EXERCISE DIRECTIONS: Find the line containing "pub struct CliArgs" in the entries below. Restate it and each line after it, word for word, up to and including the line containing "for trusted nodes)".

Data extracted from a collection
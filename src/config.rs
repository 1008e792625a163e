use std::ffi::{OsStr, OsString};
use std::path::PathBuf;
use std::{fs::File, io::BufReader};

use eyre::{Result, WrapErr, bail};
use serde_derive::Deserialize;

use clap_serde_derive::{
    ClapSerde,
    clap::{self, Parser, Subcommand},
};

#[allow(deprecated)]
fn datadir() -> PathBuf {
    std::env::home_dir()
        .unwrap_or_default()
        .join(".node-deposit")
}

fn config_file() -> PathBuf {
    let base = match std::env::var("XDG_CONFIG_HOME") {
        Ok(dir) => PathBuf::from(OsString::from(dir)),
        Err(_) => datadir(),
    };
    base.join("node-deposit").join("config.toml")
}

#[derive(Parser)]
#[command(author, version, about)]
pub struct Cli {
    /// Config file
    #[arg(short, long = "config", default_value = config_file().into_os_string())]
    pub config_path: Option<PathBuf>,

    /// Global arguments
    #[command(flatten)]
    pub config: <CliArgs as ClapSerde>::Opt,

    // Subcommands
    #[command(subcommand)]
    pub command: CliCmd,
}

// Make sure all values are optional or parsing fails if a value
// is missing in the config fill
#[derive(Debug, Clone, ClapSerde, Deserialize)]
pub struct CliArgs {
    /// Logging level (0: critical .. 5: trace)
    #[arg(short, long = "log-level", required = false, default_value = "3")]
    pub log_level: Option<u8>,

    /// Data directory
    #[arg(long = "datadir", default_value = datadir().into_os_string())]
    pub datadir: Option<PathBuf>,

    /// Execution client JsonRPC URL
    #[arg(long = "rpc-url", required = false)]
    pub rpc_url: Option<String>,

    /// Beacon node REST API URL
    #[arg(long = "beacon-url", required = false)]
    pub beacon_url: Option<String>,

    /// Protocol storage contract, defaults to the known deployment
    #[arg(long = "storage-address", required = false)]
    pub storage_address: Option<String>,

    /// Node account keystore
    #[arg(long = "keystore", required = false)]
    pub keystore: Option<PathBuf>,

    /// File holding the keystore password
    #[arg(long = "password-file", required = false)]
    pub password_file: Option<PathBuf>,

    /// File holding the node mnemonic validator keys are derived from
    #[arg(long = "mnemonic-file", required = false)]
    pub mnemonic_file: Option<PathBuf>,
}

// Command line cmds
#[derive(Subcommand)]
pub enum CliCmd {
    /// Print version information
    #[clap(visible_alias = "ver")]
    Version {},
    /// Check whether the node can make a deposit
    #[clap(visible_aliases = &["can", "check"])]
    CanDeposit {
        #[command(flatten)]
        deposit: DepositArgs,
    },
    /// Create a validator key and deposit into a new minipool
    #[clap(visible_alias = "d")]
    Deposit {
        #[command(flatten)]
        deposit: DepositArgs,
        /// Broadcast the transaction, otherwise only print the signed raw tx
        #[arg(long, required = false, action = clap::ArgAction::SetTrue)]
        submit: bool,
        /// tx common args
        #[command(flatten)]
        tx_args: TxCommonArgs,
    },
}

#[derive(Parser, Debug, Clone)]
pub struct DepositArgs {
    /// Eth amount to stake (0 for trusted nodes)
    #[arg(short, long = "eth", visible_aliases = &["a", "amount"], required = true)]
    pub eth: f64,
    /// Minimum node commission fee accepted (0..1)
    #[arg(short, long = "min-fee", required = false, default_value_t = 0.0)]
    pub min_fee: f64,
    /// Minipool address salt, 0 uses the account nonce
    #[arg(short, long, required = false, default_value = "0")]
    pub salt: String,
}

#[derive(Parser, Debug, Clone, Default)]
#[clap(
    // Fees are "all-or-none", if one is present the other must be as well
    group(clap::ArgGroup::new("fee_args")
        .required(false)
        .multiple(true)
        .requires_all(&["max_fee", "max_priority"])
        .args(&["max_fee", "max_priority"])
    ),
)]
pub struct TxCommonArgs {
    /// Nonce
    #[arg(long, required = false)]
    pub nonce: Option<u64>,
    /// Max priority fee per gas in gwei
    #[arg(long, required = false)]
    pub max_priority: Option<f64>,
    /// Max fee per gas in gwei
    #[arg(long, required = false)]
    pub max_fee: Option<f64>,
    /// TX gas limit
    #[arg(long, required = false)]
    pub gas_limit: Option<u64>,
}

pub fn merge_args_from_file<T>(
    args: <T as ClapSerde>::Opt,
    maybe_path: Option<PathBuf>,
) -> Result<T>
where
    T: ClapSerde + serde::de::DeserializeOwned,
{
    match maybe_path {
        Some(path) => {
            let config_path = std::path::Path::new(&path);
            match config_path.exists() {
                true => {
                    let config = match config_path.extension().and_then(OsStr::to_str) {
                        Some("toml") => read_toml_config::<T, _>(config_path),
                        Some("json") => read_json_config::<T, _>(config_path),
                        Some("jsonc") => read_jsonc_config::<T, _>(config_path),
                        _ => {
                            bail!("Unsupported config file type: {:?}", path);
                        }
                    }?;
                    // Values present in the config file update the command line ones
                    Ok(T::from(args).merge(config))
                }
                false => Ok(T::from(args)),
            }
        }
        None => Ok(T::from(args)),
    }
}

fn read_toml_config<T, P: AsRef<std::path::Path>>(path: P) -> Result<<T as ClapSerde>::Opt>
where
    P: AsRef<std::path::Path> + std::fmt::Debug + Copy,
    T: ClapSerde + serde::de::DeserializeOwned,
{
    let content = std::fs::read_to_string(path).wrap_err_with(|| format!("{:?}", path))?;
    Ok(toml::from_str(&content)?)
}

fn read_json_config<T: ClapSerde, P: AsRef<std::path::Path>>(
    path: P,
) -> Result<<T as ClapSerde>::Opt>
where
    P: AsRef<std::path::Path> + std::fmt::Debug + Copy,
{
    let f = File::open(path).wrap_err_with(|| format!("{:?}", path))?;
    let json_cfg = serde_json::from_reader::<_, <T as ClapSerde>::Opt>(BufReader::new(f))?;
    Ok(json_cfg)
}

fn read_jsonc_config<T: ClapSerde, P: AsRef<std::path::Path>>(
    path: P,
) -> Result<<T as ClapSerde>::Opt>
where
    P: AsRef<std::path::Path> + std::fmt::Debug + Copy,
{
    let f = File::open(path).wrap_err_with(|| format!("{:?}", path))?;
    let jsonc_cfg = serde_jsonc::from_reader::<_, <T as ClapSerde>::Opt>(BufReader::new(f))?;
    Ok(jsonc_cfg)
}

#[cfg(test)]
mod tests {
    use super::*;

    #[test]
    fn deposit_args_parse() {
        let cli = Cli::try_parse_from([
            "node-deposit",
            "--rpc-url",
            "http://localhost:8545",
            "deposit",
            "--eth",
            "16",
            "--min-fee",
            "0.1",
            "--submit",
            "--nonce",
            "4",
        ])
        .unwrap();
        match cli.command {
            CliCmd::Deposit {
                deposit,
                submit,
                tx_args,
            } => {
                assert_eq!(deposit.eth, 16.0);
                assert_eq!(deposit.min_fee, 0.1);
                assert_eq!(deposit.salt, "0");
                assert!(submit);
                assert_eq!(tx_args.nonce, Some(4));
            }
            _ => panic!("expected deposit"),
        }
    }

    #[test]
    fn fee_args_are_all_or_none() {
        let res = Cli::try_parse_from([
            "node-deposit",
            "deposit",
            "--eth",
            "16",
            "--max-fee",
            "20",
        ]);
        assert!(res.is_err());
    }

    #[test]
    fn toml_config_fills_missing_args() {
        let dir = tempfile::tempdir().unwrap();
        let path = dir.path().join("config.toml");
        std::fs::write(
            &path,
            "beacon_url = \"http://file:5052\"\nmnemonic_file = \"~/mnemonic\"\n",
        )
        .unwrap();
        let cli = Cli::try_parse_from([
            "node-deposit",
            "--rpc-url",
            "http://cli:8545",
            "version",
        ])
        .unwrap();
        let args = merge_args_from_file::<CliArgs>(cli.config, Some(path)).unwrap();
        assert_eq!(args.rpc_url.as_deref(), Some("http://cli:8545"));
        assert_eq!(args.beacon_url.as_deref(), Some("http://file:5052"));
        assert_eq!(args.mnemonic_file, Some(PathBuf::from("~/mnemonic")));
    }

    #[test]
    fn unsupported_config_extension() {
        let dir = tempfile::tempdir().unwrap();
        let path = dir.path().join("config.yaml");
        std::fs::write(&path, "rpc_url: x").unwrap();
        let cli = Cli::try_parse_from(["node-deposit", "version"]).unwrap();
        assert!(merge_args_from_file::<CliArgs>(cli.config, Some(path)).is_err());
    }
}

WRITTEN RESPONSE:
pub struct CliArgs {
    /// Logging level (0: critical .. 5: trace)
    #[arg(short, long = "log-level", required = false, default_value = "3")]
    pub log_level: Option<u8>,

    /// Data directory
    #[arg(long = "datadir", default_value = datadir().into_os_string())]
    pub datadir: Option<PathBuf>,

    /// Execution client JsonRPC URL
    #[arg(long = "rpc-url", required = false)]
    pub rpc_url: Option<String>,

    /// Beacon node REST API URL
    #[arg(long = "beacon-url", required = false)]
    pub beacon_url: Option<String>,

    /// Protocol storage contract, defaults to the known deployment
    #[arg(long = "storage-address", required = false)]
    pub storage_address: Option<String>,

    /// Node account keystore
    #[arg(long = "keystore", required = false)]
    pub keystore: Option<PathBuf>,

    /// File holding the keystore password
    #[arg(long = "password-file", required = false)]
    pub password_file: Option<PathBuf>,

    /// File holding the node mnemonic validator keys are derived from
    #[arg(long = "mnemonic-file", required = false)]
    pub mnemonic_file: Option<PathBuf>,
}

// Command line cmds
#[derive(Subcommand)]
pub enum CliCmd {
    /// Print version information
    #[clap(visible_alias = "ver")]
    Version {},
    /// Check whether the node can make a deposit
    #[clap(visible_aliases = &["can", "check"])]
    CanDeposit {
        #[command(flatten)]
        deposit: DepositArgs,
    },
    /// Create a validator key and deposit into a new minipool
    #[clap(visible_alias = "d")]
    Deposit {
        #[command(flatten)]
        deposit: DepositArgs,
        /// Broadcast the transaction, otherwise only print the signed raw tx
        #[arg(long, required = false, action = clap::ArgAction::SetTrue)]
        submit: bool,
        /// tx common args
        #[command(flatten)]
        tx_args: TxCommonArgs,
    },
}

#[derive(Parser, Debug, Clone)]
pub struct DepositArgs {
    /// Eth amount to stake (0 for trusted nodes)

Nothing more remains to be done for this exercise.